Recientes muestras en ciudades como Barranquilla, Cali, Pereira y Bogotá que obligaron a  suspensiones o traslado de juegos de fútbol de la liga a otros escenarios y de Copa Libertadores a estadios internacionales son evidencias del alto riesgo que se puede correr frente al conflicto nacional. En Colombia, las jornadas semifinales y finales del torneo profesional aún no tienen fechas definidas para su cumplimiento. 

Mucho menos resultaría  seguir insistiendo, como lo pretendía el Presidente Iván Duque, el Ministro de Deportes Ernesto Lucena y en general todo el gobierno de realizar en noviembre la Copa América.

No se puede ocultar el sol con las manos; igual no podemos disimular en el concierto mundial lo que está ocurriendo en nuestra Nación, con un desacertado mandato gubernamental que pretende demostrar que aquí no pasa nada. 

Organismos internacionales como la ONU, Derechos Humanos, y Comunidad Europea, exigen al gobierno cambiar la actitud represora y criminal a un pueblo urgido de mejor trato y no que sea sometido a la fuerza a preceptos dictatoriales.

No solo fue por la imprudente, equivocada y pretendida Reforma Tributaria la que rebosó la copa; también la Reforma a la Salud, por suerte igualmente sepultada en el Congreso. Todo va más allá: los colombianos también protestan por la pretendida reforma a la pensión que no es más que otro mazazo al bolsillo de quienes humildemente gozan y otros que aspiran a su justa pensión. 

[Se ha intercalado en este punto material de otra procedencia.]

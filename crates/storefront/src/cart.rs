//! Cart provider.

use dioxus::prelude::*;
use storefront_core::CartController;

use crate::state::CartContext;

/// Expose `controller` to descendants through [`crate::state::use_cart`].
#[component]
pub fn CartProvider(controller: CartController, children: Element) -> Element {
    use_context_provider(|| {
        let mut rx = controller.subscribe();
        let mut entries = Signal::new(rx.borrow_and_update().clone());

        spawn(async move {
            while rx.changed().await.is_ok() {
                let next = rx.borrow_and_update().clone();
                entries.set(next);
            }
        });

        CartContext {
            controller: controller.clone(),
            entries,
        }
    });

    rsx! { {children} }
}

La inequidad, injusticias, el desempleo, desatención en salud, y el sometimiento cada vez más dictatorial no es cosa del presente; ha venido minando desde hace décadas de gobiernos indecentes que han desfalcado el erario público en beneficio de unos pocos y en detrimento máximo a los casi 50 millones de habitantes de Colombia.

Y, aunque el paro y las protestas pudieran levantarse en próximas horas, lo que no parece cercano dada la posición terca y dominante del gobierno, el pueblo parece haber despertado del letargo en que ha estado sumido y decidido está a seguir manifestándose en las calles aún a riesgo de tratos desproporcionados, crueles, de tortura, muertes y desapariciones con responsabilidad del Estado. 

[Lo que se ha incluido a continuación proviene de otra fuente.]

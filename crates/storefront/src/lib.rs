//! Multi-Theme Switcher storefront.
//!
//! Dioxus desktop front end over `storefront-core`: providers expose the
//! theme and cart controllers to the component tree, and pages render the
//! remote catalog in whichever layout the active theme selects.

use std::sync::OnceLock;

use storefront_core::{StorefrontConfig, ThemeId};

pub mod cart;
pub mod components;
pub mod fetch;
pub mod format;
pub mod pages;
pub mod state;
pub mod theme;

/// Storefront CSS, embedded at compile time.
pub const STYLES_CSS: &str = include_str!("../assets/styles.css");

/// Options the binary resolves before launching the window.
#[derive(Debug, Clone, Default)]
pub struct LaunchOptions {
    pub config: StorefrontConfig,
    /// Keep state in memory only
    pub in_memory: bool,
    /// Theme to switch to once the session is open
    pub initial_theme: Option<ThemeId>,
    /// Page to open first
    pub start_path: Option<String>,
}

static LAUNCH_OPTIONS: OnceLock<LaunchOptions> = OnceLock::new();

/// Store the launch options. Only the first call has any effect.
pub fn set_launch_options(options: LaunchOptions) {
    if LAUNCH_OPTIONS.set(options).is_err() {
        tracing::warn!("Launch options already set, ignoring");
    }
}

/// Launch options, or the defaults when the binary set none.
pub fn launch_options() -> LaunchOptions {
    LAUNCH_OPTIONS.get().cloned().unwrap_or_default()
}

Los países vecinos de Suramérica son conscientes de la dramática situación y ya oficialmente algunos gobiernos de selecciones participantes habían condicionado su participación si el torneo se cumplía en Colombia. 

Un aplazamiento demandaría largos meses. Y en tal sentido, como lo decidió  la Conmebol en las últimas horas, otras sedes como Argentina, Chile o Paraguay están aptas para el certamen continental a partir del próximo mes.

La marginación de Colombia como sede del evento, se constituye sin duda, en un nuevo fracaso del Presidente Duque y su Gobierno.